The Milwaukee Milkmen are an independent baseball team based in Franklin, Wisconsin. They are members of the American Association of Professional Baseball, an official Partner League of Major League Baseball. They began play in 2019 and play home games at Franklin Field (formerly known as Routine Field).

History

Inception 2018 
The Milwaukee Milkmen were announced in February 2018, as an expansion team in the American Association of professional baseball, scheduled to begin play for the 2019 season. The team was originally announced as the thirteenth team in the league, but upon the conclusion of the 2018 season the Wichita Wingnuts suspended operations after they lost their stadium to make way for a new stadium for the MiLB AA Witchita Wind Surge. The Milkmen nickname was chosen to reflect Wisconsin's reputation as "America's Dairyland." Milkmen was among ten finalists in a "Name the Team" contest which also included: Barn Owls, Bovines, Broilers, Cheesers, Cow Tippers, Crop Dusters, Farmhands, Haymakers, and War Pigs.

First season 
May 16, 2019, the Milwaukee Milkmen began their first season. Their first game was a 13-inning affair against the St. Paul Saints.  The game included a delay due to a power failure at CHS Field. In the end, the Milkmen walked away from game with their first win, 5-4.  

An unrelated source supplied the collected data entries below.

//! Entry listing
//!
//! Lazy iteration over live entries in slot order.

use crate::table::EntryTable;

/// Name and size of one live entry
#[derive(Debug, Clone, PartialEq, Eq)]
pub struct EntryInfo {
    /// Slot index in the entry table
    pub slot: usize,
    pub name: String,
    pub size: u32,
}

/// Iterator over live entries, in entry-table slot order
///
/// Borrowing the store keeps it from changing underneath the listing.
/// Call `Store::list` again to restart.
pub struct Entries<'a> {
    table: &'a EntryTable,
    next: usize,
}

impl<'a> Entries<'a> {
    pub(super) fn new(table: &'a EntryTable) -> Self {
        Self { table, next: 0 }
    }
}

impl<'a> Iterator for Entries<'a> {
    type Item = EntryInfo;

    fn next(&mut self) -> Option<Self::Item> {
        while let Some(entry) = self.table.get(self.next) {
            let slot = self.next;
            self.next += 1;

            if !entry.is_free() {
                return Some(EntryInfo {
                    slot,
                    name: entry.name().into_owned(),
                    size: entry.size(),
                });
            }
        }
        None
    }
}
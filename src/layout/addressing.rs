//! Addressing
//!
//! Pure conversions between block indexes, entry slots and byte offsets.

use crate::error::{Result, VfsError};

use super::{BLOCK_SIZE, ENTRY_SIZE, HEADER_SIZE};

/// Bitmap size in bytes for `block_count` blocks.
///
/// Always one byte more than `block_count / 8`, even on exact multiples of 8.
/// Existing stores depend on this sizing, so it must not be "fixed".
pub fn bitmap_byte_size(block_count: u32) -> u64 {
    block_count as u64 / 8 + 1
}

/// Region offsets of a store with a given block count
#[derive(Debug, Clone, Copy, PartialEq, Eq)]
pub struct Layout {
    block_count: u32,
}

impl Layout {
    /// Layout for a store that already has `block_count` blocks
    pub fn new(block_count: u32) -> Self {
        Self { block_count }
    }

    /// Layout for a new store of `total_bytes` requested bytes
    ///
    /// Remainder bytes that do not fill a whole block are dropped. Fails if
    /// the resulting file could not be addressed by 32-bit block pointers.
    pub fn for_size(total_bytes: u64) -> Result<Self> {
        let block_count = u32::try_from(total_bytes / BLOCK_SIZE).map_err(|_| {
            VfsError::Config(format!("Store size {} bytes is too large", total_bytes))
        })?;

        let layout = Self::new(block_count);
        if layout.total_size() > u32::MAX as u64 {
            return Err(VfsError::Config(format!(
                "Store size {} bytes exceeds the 32-bit address space ({} bytes needed)",
                total_bytes,
                layout.total_size()
            )));
        }

        Ok(layout)
    }

    /// Number of data blocks (and entry slots)
    pub fn block_count(&self) -> u32 {
        self.block_count
    }

    /// Byte offset of the bitmap
    pub fn bitmap_offset(&self) -> u64 {
        HEADER_SIZE
    }

    /// Size of the bitmap in bytes
    pub fn bitmap_size(&self) -> u64 {
        bitmap_byte_size(self.block_count)
    }

    /// Byte offset of the entry table
    pub fn entry_table_offset(&self) -> u64 {
        self.bitmap_offset() + self.bitmap_size()
    }

    /// Size of the entry table in bytes
    pub fn entry_table_size(&self) -> u64 {
        self.block_count as u64 * ENTRY_SIZE
    }

    /// Byte offset of entry slot `slot`
    pub fn entry_offset(&self, slot: usize) -> u64 {
        self.entry_table_offset() + slot as u64 * ENTRY_SIZE
    }

    /// Byte offset of the first data block
    pub fn data_offset(&self) -> u64 {
        self.entry_table_offset() + self.entry_table_size()
    }

    /// Absolute byte offset of block `index`
    pub fn block_offset(&self, index: u32) -> u64 {
        self.data_offset() + index as u64 * BLOCK_SIZE
    }

    /// Inverse of `block_offset`
    ///
    /// Returns `None` for offsets outside the data region or not on a block
    /// boundary.
    pub fn block_index_from_offset(&self, offset: u64) -> Option<u32> {
        let relative = offset.checked_sub(self.data_offset())?;
        if relative % BLOCK_SIZE != 0 {
            return None;
        }

        let index = relative / BLOCK_SIZE;
        if index >= self.block_count as u64 {
            return None;
        }

        u32::try_from(index).ok()
    }

    /// Total size of the backing file
    pub fn total_size(&self) -> u64 {
        self.data_offset() + self.block_count as u64 * BLOCK_SIZE
    }
}
//! Entry record
//!
//! The on-disk inode of a stored item: a NUL-terminated name, the content
//! length and up to `POINTERS_PER_ENTRY` direct block pointers.

use std::borrow::Cow;

use serde::{Deserialize, Serialize};

use crate::error::{Result, VfsError};
use crate::layout::{ENTRY_SIZE, MAX_NAME_LEN, NAME_CAPACITY, POINTERS_PER_ENTRY};

/// Check that `name` can be stored in an entry
pub fn validate_name(name: &str) -> Result<()> {
    if name.is_empty() || name.len() > MAX_NAME_LEN || name.as_bytes().contains(&0) {
        return Err(VfsError::InvalidName {
            name: name.to_string(),
            max: MAX_NAME_LEN,
        });
    }
    Ok(())
}

/// A single entry slot
#[derive(Debug, Clone, PartialEq, Eq, Serialize, Deserialize)]
pub struct Entry {
    /// NUL-terminated name; all zeros means the slot is free
    name: [u8; NAME_CAPACITY],

    /// Content length in bytes
    size: u32,

    /// Absolute block offsets; the first zero ends the in-use prefix
    pointers: [u32; POINTERS_PER_ENTRY],
}

impl Default for Entry {
    fn default() -> Self {
        Self::empty()
    }
}

impl Entry {
    /// A free slot
    pub fn empty() -> Self {
        Self {
            name: [0u8; NAME_CAPACITY],
            size: 0,
            pointers: [0u32; POINTERS_PER_ENTRY],
        }
    }

    /// Whether this slot holds no entry
    pub fn is_free(&self) -> bool {
        self.name[0] == 0
    }

    /// Name bytes up to the terminating NUL
    pub fn name_bytes(&self) -> &[u8] {
        let len = self
            .name
            .iter()
            .position(|&b| b == 0)
            .unwrap_or(NAME_CAPACITY);
        &self.name[..len]
    }

    /// Name as text; invalid UTF-8 from foreign stores is replaced
    pub fn name(&self) -> Cow<'_, str> {
        String::from_utf8_lossy(self.name_bytes())
    }

    /// Whether this live entry is called `name`
    pub fn has_name(&self, name: &str) -> bool {
        !self.is_free() && self.name_bytes() == name.as_bytes()
    }

    /// Set the name after validating it
    pub fn set_name(&mut self, name: &str) -> Result<()> {
        validate_name(name)?;
        self.name = [0u8; NAME_CAPACITY];
        self.name[..name.len()].copy_from_slice(name.as_bytes());
        Ok(())
    }

    pub fn size(&self) -> u32 {
        self.size
    }

    pub fn set_size(&mut self, size: u32) {
        self.size = size;
    }

    /// In-use pointers, stopping at the first zero
    pub fn pointers(&self) -> impl Iterator<Item = u32> + '_ {
        self.pointers.iter().copied().take_while(|&p| p != 0)
    }

    /// Every non-zero pointer, including any after a gap
    pub fn live_pointers(&self) -> impl Iterator<Item = u32> + '_ {
        self.pointers.iter().copied().filter(|&p| p != 0)
    }

    /// Number of pointers in the in-use prefix
    pub fn pointer_count(&self) -> usize {
        self.pointers().count()
    }

    /// Append a block pointer. Returns false if all pointer slots are taken.
    pub fn push_pointer(&mut self, pointer: u32) -> bool {
        match self.pointers.iter().position(|&p| p == 0) {
            Some(slot) => {
                self.pointers[slot] = pointer;
                true
            }
            None => false,
        }
    }

    /// Reset to a free slot, returning the pointers it held
    pub fn clear(&mut self) -> Vec<u32> {
        let held: Vec<u32> = self.live_pointers().collect();
        *self = Self::empty();
        held
    }

    /// Encode to the 148-byte on-disk representation
    pub fn encode(&self) -> Result<Vec<u8>> {
        bincode::serialize(self).map_err(|e| VfsError::Serialization(e.to_string()))
    }

    /// Decode one on-disk slot
    pub fn decode(bytes: &[u8]) -> Result<Self> {
        if (bytes.len() as u64) < ENTRY_SIZE {
            return Err(VfsError::Format(format!(
                "Incomplete entry: expected {} bytes, got {}",
                ENTRY_SIZE,
                bytes.len()
            )));
        }

        bincode::deserialize(&bytes[..ENTRY_SIZE as usize])
            .map_err(|e| VfsError::Serialization(e.to_string()))
    }
}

Due to construction delays on their new stadium Routine Field, the Milwaukee Milkmen played their first 13 home games at Kokomo Municipal Stadium in Indiana. Kokomo is the home to the Kokomo Jackrabbits of the Northwoods league, and are owned by the parent company of Milwaukee Milkmen. The Milkmen also hired the former Jackrabbits Manager Gary McClure to be their first manager. The Milkmen's Kokomo opener was May 24, where the fell to the Chicago Dogs 5-4.  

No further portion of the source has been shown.